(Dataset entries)
####################

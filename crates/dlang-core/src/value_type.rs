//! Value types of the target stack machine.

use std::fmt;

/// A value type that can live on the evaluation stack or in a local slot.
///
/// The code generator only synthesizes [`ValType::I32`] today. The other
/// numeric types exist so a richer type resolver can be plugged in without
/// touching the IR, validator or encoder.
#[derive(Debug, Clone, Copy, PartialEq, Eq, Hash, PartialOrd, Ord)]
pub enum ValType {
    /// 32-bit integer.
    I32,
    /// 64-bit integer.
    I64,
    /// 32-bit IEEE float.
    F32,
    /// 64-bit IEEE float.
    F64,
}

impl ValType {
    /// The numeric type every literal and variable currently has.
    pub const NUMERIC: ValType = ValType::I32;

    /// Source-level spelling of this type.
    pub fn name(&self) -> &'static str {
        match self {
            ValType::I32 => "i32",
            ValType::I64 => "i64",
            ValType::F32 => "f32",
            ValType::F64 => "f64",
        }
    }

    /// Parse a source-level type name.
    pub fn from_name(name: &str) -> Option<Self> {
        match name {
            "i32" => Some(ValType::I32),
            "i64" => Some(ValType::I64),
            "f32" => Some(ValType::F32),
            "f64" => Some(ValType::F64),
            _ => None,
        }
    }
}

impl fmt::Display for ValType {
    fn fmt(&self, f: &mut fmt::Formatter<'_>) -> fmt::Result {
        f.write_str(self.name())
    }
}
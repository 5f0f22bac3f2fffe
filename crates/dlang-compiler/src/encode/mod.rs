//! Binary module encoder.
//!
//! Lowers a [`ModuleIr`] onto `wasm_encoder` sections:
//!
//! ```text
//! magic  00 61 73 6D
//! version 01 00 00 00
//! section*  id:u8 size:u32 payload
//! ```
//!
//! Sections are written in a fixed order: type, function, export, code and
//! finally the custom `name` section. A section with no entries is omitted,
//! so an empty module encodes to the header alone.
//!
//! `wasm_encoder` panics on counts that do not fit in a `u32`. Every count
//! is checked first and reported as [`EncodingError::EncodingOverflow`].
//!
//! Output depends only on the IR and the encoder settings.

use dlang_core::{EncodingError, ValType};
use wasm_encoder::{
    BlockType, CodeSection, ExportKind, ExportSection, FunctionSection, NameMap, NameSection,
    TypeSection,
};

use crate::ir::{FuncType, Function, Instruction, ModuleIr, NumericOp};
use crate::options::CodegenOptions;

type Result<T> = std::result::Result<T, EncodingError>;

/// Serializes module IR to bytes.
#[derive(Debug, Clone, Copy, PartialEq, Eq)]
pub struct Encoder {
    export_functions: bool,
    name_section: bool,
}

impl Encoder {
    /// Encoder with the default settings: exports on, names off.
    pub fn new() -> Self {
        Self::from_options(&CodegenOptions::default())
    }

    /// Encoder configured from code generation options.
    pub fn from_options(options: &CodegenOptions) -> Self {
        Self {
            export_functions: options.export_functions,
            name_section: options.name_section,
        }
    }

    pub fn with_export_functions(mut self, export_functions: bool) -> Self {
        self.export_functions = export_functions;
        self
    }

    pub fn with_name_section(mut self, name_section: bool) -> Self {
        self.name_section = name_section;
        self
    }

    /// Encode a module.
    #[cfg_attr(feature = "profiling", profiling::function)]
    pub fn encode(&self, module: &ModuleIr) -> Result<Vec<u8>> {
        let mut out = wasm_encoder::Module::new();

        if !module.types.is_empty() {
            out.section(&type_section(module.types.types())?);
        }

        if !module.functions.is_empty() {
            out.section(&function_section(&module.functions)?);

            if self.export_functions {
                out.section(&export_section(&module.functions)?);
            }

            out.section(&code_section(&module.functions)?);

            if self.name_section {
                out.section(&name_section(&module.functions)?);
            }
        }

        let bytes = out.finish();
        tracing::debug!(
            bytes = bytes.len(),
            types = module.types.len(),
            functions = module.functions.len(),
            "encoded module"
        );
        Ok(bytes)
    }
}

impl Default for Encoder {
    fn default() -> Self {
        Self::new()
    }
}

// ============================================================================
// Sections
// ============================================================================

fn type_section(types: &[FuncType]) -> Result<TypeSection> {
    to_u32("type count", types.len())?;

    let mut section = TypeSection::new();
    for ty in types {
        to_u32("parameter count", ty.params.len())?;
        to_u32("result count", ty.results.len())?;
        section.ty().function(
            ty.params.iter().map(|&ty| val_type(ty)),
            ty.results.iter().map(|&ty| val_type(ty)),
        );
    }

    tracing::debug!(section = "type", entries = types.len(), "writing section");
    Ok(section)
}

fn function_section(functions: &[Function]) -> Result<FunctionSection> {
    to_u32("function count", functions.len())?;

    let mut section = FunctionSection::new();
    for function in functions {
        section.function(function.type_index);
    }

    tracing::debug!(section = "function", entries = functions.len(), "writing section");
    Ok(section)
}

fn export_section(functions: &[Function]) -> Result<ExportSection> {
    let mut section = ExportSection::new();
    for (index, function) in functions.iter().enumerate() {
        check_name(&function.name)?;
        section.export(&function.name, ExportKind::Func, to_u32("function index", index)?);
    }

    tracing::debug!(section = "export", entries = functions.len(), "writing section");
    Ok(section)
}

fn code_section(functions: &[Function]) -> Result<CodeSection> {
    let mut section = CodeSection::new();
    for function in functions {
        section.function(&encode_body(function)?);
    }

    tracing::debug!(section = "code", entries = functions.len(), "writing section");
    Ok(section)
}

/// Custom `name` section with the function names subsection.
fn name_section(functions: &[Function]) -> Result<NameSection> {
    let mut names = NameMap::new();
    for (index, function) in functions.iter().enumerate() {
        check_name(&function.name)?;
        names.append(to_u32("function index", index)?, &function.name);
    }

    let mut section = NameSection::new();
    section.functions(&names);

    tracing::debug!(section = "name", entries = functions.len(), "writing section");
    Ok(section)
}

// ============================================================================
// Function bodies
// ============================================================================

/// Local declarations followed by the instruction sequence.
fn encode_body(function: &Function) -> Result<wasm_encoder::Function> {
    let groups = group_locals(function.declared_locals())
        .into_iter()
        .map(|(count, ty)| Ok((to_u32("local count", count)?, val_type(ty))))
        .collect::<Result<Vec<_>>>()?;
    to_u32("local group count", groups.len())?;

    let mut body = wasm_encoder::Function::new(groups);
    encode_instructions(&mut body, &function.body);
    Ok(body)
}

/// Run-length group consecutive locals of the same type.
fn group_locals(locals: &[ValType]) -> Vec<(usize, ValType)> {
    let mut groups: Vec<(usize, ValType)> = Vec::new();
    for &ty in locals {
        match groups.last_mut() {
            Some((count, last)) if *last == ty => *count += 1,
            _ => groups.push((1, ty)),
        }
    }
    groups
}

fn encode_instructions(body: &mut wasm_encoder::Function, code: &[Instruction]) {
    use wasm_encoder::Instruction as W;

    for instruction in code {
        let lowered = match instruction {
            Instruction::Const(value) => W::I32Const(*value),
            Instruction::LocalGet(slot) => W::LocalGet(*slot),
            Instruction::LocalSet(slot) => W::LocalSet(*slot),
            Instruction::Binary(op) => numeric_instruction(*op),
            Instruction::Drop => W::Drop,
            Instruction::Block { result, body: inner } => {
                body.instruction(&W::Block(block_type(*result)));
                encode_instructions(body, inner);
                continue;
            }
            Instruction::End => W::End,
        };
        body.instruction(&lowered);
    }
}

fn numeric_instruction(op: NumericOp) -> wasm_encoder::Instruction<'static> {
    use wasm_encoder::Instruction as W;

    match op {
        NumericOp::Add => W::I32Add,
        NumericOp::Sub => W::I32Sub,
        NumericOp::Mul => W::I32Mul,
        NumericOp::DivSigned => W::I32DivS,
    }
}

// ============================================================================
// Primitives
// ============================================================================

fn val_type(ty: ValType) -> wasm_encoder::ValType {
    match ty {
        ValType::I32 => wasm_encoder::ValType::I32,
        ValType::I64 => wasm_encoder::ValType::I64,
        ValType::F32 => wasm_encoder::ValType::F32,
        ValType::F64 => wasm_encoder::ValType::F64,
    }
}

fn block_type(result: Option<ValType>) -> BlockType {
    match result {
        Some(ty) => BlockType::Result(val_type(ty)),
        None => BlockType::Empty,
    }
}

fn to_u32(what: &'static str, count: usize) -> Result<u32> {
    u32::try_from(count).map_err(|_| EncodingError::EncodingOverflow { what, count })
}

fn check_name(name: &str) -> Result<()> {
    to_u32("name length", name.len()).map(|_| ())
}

####################

Instructions to follow:
Across the records above, in how many lines does the string "Copy" appear? Reply with the figure alone.

Task output:
2